Double Dip or Summer Doldrums? – Daily Mortgage Rate Update for July 16th, 2010
Inflation negligible; Bank revenues fall short; Consumers retreat; Impact of financial reform on the mortgage industry; Friday Effect should be in full swing today – Daily Mortgage Rate Update for July 16th, 2010
Stock markets opened sharply lower today and continued their fall on a mixture of factors. Overnight, megabanks Bank of America, Citigroup and JP Morgan Chase all reported their earnings. While their profits all came in higher than expected, gross income, or revenue, was lower than expected. This was widely attributed to the decline in stock market returns in the 2nd quarter, and the depressing effect that had on trading revenues at those banks.
Do you remember how big banks used to make money in the old days? They borrowed money through deposits, and lent out that money at a higher interest rate. Maybe they collected a fee or two on the loan, but mostly, they made money on the interest-rate spread.
The bottom line is that this is not happening. Banks are simply not lending money at the pace they did in the past for myriad reasons. First, credit risk is perceived to be higher, as job security is down, and collateral values and liquidity are sharply lower. Second, demand for loans is off somewhat, as Americans adjust to a more modest, lower-debt lifestyle. Third, banks have made some efforts to adjust their activities in anticipation of the financial reform package about to be signed into law, but fear over committing to adjust to regulations that likely won’t be fully implemented for as many as two years.

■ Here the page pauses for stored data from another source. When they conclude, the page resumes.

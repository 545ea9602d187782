//! The canonical student record and its reading logs.
//!
//! [`StudentRecord`] is the full editable document: goals, scores, the live
//! [`ReadingTracker`], and the sparse period-keyed logs. Exactly one tracker
//! is live (the current week); everything in the reading log is frozen
//! history. The record serializes with camelCase field names — the document
//! layout the store schema has always used — so a deserialized document from
//! any namespace is the same shape as the in-memory record.

use std::collections::BTreeMap;

use chrono::{DateTime, Utc};
use serde::{Deserialize, Serialize};
use strum::{Display, EnumString};

use crate::checkin::{GoalCategory, GoalCheckIn, GoalProgressLog, Subject, WeeklyCheckIn, WeeklyGradeLog};
use crate::period::{MarkingPeriod, PeriodKey};

/// Days a reading period qualifies toward the streak.
pub const READING_STREAK_MIN_DAYS: usize = 4;

/// The five school weekdays tracked by the reading tracker.
#[derive(
    Clone, Copy, Hash, Eq, PartialEq, Ord, PartialOrd, Debug,
    Display, EnumString, Serialize, Deserialize,
)]
pub enum Weekday {
    Monday,
    Tuesday,
    Wednesday,
    Thursday,
    Friday,
}

impl Weekday {
    /// All five school days, Monday first.
    pub const ALL: [Weekday; 5] = [
        Weekday::Monday,
        Weekday::Tuesday,
        Weekday::Wednesday,
        Weekday::Thursday,
        Weekday::Friday,
    ];
}

/// Per-weekday "read today" flags for one school week.
///
/// Only the current period's tracker is mutable; past weeks live as frozen
/// copies inside the [`ReadingLog`]. Structural equality is what the
/// snapshot reconciler uses for echo suppression, so the derive matters.
#[derive(Clone, Debug, Default, PartialEq, Eq, Serialize, Deserialize)]
#[serde(rename_all = "PascalCase", default)]
pub struct ReadingTracker {
    pub monday: bool,
    pub tuesday: bool,
    pub wednesday: bool,
    pub thursday: bool,
    pub friday: bool,
}

impl ReadingTracker {
    /// Read flag for one day.
    pub fn get(&self, day: Weekday) -> bool {
        match day {
            Weekday::Monday => self.monday,
            Weekday::Tuesday => self.tuesday,
            Weekday::Wednesday => self.wednesday,
            Weekday::Thursday => self.thursday,
            Weekday::Friday => self.friday,
        }
    }

    /// Set one day's flag.
    pub fn set(&mut self, day: Weekday, read: bool) {
        match day {
            Weekday::Monday => self.monday = read,
            Weekday::Tuesday => self.tuesday = read,
            Weekday::Wednesday => self.wednesday = read,
            Weekday::Thursday => self.thursday = read,
            Weekday::Friday => self.friday = read,
        }
    }

    /// Flip one day's flag.
    pub fn toggle(&mut self, day: Weekday) {
        self.set(day, !self.get(day));
    }

    /// How many of the five days are marked read.
    pub fn days_read(&self) -> usize {
        Weekday::ALL.iter().filter(|d| self.get(**d)).count()
    }

    /// Whether this week counts toward the reading streak.
    pub fn qualifies(&self) -> bool {
        self.days_read() >= READING_STREAK_MIN_DAYS
    }
}

/// Frozen reading history: period key → that week's tracker.
pub type ReadingLog = BTreeMap<PeriodKey, ReadingTracker>;

/// Longest run of consecutive qualifying periods in a reading log.
///
/// Periods are visited in ordinal order (the map's key order); a period
/// qualifies with [`READING_STREAK_MIN_DAYS`] or more days read. The streak
/// resets on a non-qualifying period and the result is the maximum run
/// observed, not the trailing one. Weeks absent from the log are simply not
/// visited — a gap in the stored keys neither extends nor breaks a run.
pub fn reading_streak(log: &ReadingLog) -> u32 {
    let mut best = 0;
    let mut current = 0;
    for tracker in log.values() {
        if tracker.qualifies() {
            current += 1;
            best = best.max(current);
        } else {
            current = 0;
        }
    }
    best
}

/// Selector for the standalone numeric score fields.
///
/// Weekly unit-test grades live inside [`WeeklyCheckIn`]s instead; these are
/// the once-a-year standardized and benchmark entries.
#[derive(Clone, Copy, Hash, Eq, PartialEq, Debug, Display, EnumString)]
pub enum ScoreField {
    NjslaLanguage,
    NjslaMath,
    BenchmarkA,
    BenchmarkB,
    BenchmarkC,
}

/// The canonical per-student document.
#[derive(Clone, Debug, Default, PartialEq, Serialize, Deserialize)]
#[serde(rename_all = "camelCase", default)]
pub struct StudentRecord {
    pub name: String,
    pub email: String,

    // Free-text goals, one per category.
    pub language_goal: String,
    pub math_goal: String,
    pub personal_goal: String,

    // Standardized and benchmark scores, stored as entered.
    pub njsla_lang_score: Option<f64>,
    pub njsla_math_score: Option<f64>,
    pub benchmark_a: Option<f64>,
    pub benchmark_b: Option<f64>,
    pub benchmark_c: Option<f64>,

    pub current_book: String,

    /// The live tracker for the current period.
    pub reading_tracker: ReadingTracker,
    /// Frozen trackers for past periods (plus the current period's slot,
    /// rewritten on every persist).
    pub reading_logs: ReadingLog,

    pub weekly_grades: WeeklyGradeLog,
    pub goal_progress: GoalProgressLog,

    /// Set by the sync client at persist time; never edited directly.
    pub last_updated: Option<DateTime<Utc>>,
}

impl StudentRecord {
    /// A blank record carrying only identity fields.
    pub fn new(name: impl Into<String>, email: impl Into<String>) -> Self {
        Self {
            name: name.into(),
            email: email.into(),
            ..Default::default()
        }
    }

    /// Goal text for one category.
    pub fn goal(&self, category: GoalCategory) -> &str {
        match category {
            GoalCategory::Language => &self.language_goal,
            GoalCategory::Math => &self.math_goal,
            GoalCategory::Personal => &self.personal_goal,
        }
    }

    /// Replace one category's goal text.
    pub fn set_goal(&mut self, category: GoalCategory, text: impl Into<String>) {
        let slot = match category {
            GoalCategory::Language => &mut self.language_goal,
            GoalCategory::Math => &mut self.math_goal,
            GoalCategory::Personal => &mut self.personal_goal,
        };
        *slot = text.into();
    }

    /// One standalone score field.
    pub fn score(&self, field: ScoreField) -> Option<f64> {
        match field {
            ScoreField::NjslaLanguage => self.njsla_lang_score,
            ScoreField::NjslaMath => self.njsla_math_score,
            ScoreField::BenchmarkA => self.benchmark_a,
            ScoreField::BenchmarkB => self.benchmark_b,
            ScoreField::BenchmarkC => self.benchmark_c,
        }
    }

    /// Replace one standalone score field, stored as entered.
    pub fn set_score(&mut self, field: ScoreField, value: Option<f64>) {
        let slot = match field {
            ScoreField::NjslaLanguage => &mut self.njsla_lang_score,
            ScoreField::NjslaMath => &mut self.njsla_math_score,
            ScoreField::BenchmarkA => &mut self.benchmark_a,
            ScoreField::BenchmarkB => &mut self.benchmark_b,
            ScoreField::BenchmarkC => &mut self.benchmark_c,
        };
        *slot = value;
    }

    /// Flip one weekday on the live tracker.
    pub fn toggle_reading_day(&mut self, day: Weekday) {
        self.reading_tracker.toggle(day);
    }

    /// File a weekly check-in for one subject, clamping its grade.
    pub fn set_weekly_grade(&mut self, period: PeriodKey, subject: Subject, check_in: WeeklyCheckIn) {
        self.weekly_grades
            .entry(period)
            .or_default()
            .insert(subject, check_in.clamped());
    }

    /// File a goal reflection for one marking period.
    pub fn set_goal_progress(
        &mut self,
        category: GoalCategory,
        period: MarkingPeriod,
        check_in: GoalCheckIn,
    ) {
        self.goal_progress
            .entry(category)
            .or_default()
            .insert(period, check_in);
    }
}

// ============================================================================
// Tests
// ============================================================================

This is part of the reason that today’s inflation report, the Consumer Price Index, or CPI, was essentially flat. Inflation is important to mortgage rates, as too-high inflation will force the Federal Reserve to raise interest rates. Overall prices declined by 0.1%, while core inflation, which excludes more volatile food and energy costs, was just 0.2% in the month of June. Follow me on this one:
- Inflation tracks changes in prices
- Prices tend to increase when there is more money in the economy
- Whenever a bank loans money, it increases the amount of money in the economy
- Therefore, fewer bank loans should lead to less inflation
Another factor keeping inflation low is the current unemployment level – more unemployed workers means less income, less spending and less inflation. One local bright spot this month is Rhode Island, where the unemployment rate declined by 0.3% to 12%. While this is still above the national average of 9.5%, it is a welcome improvement.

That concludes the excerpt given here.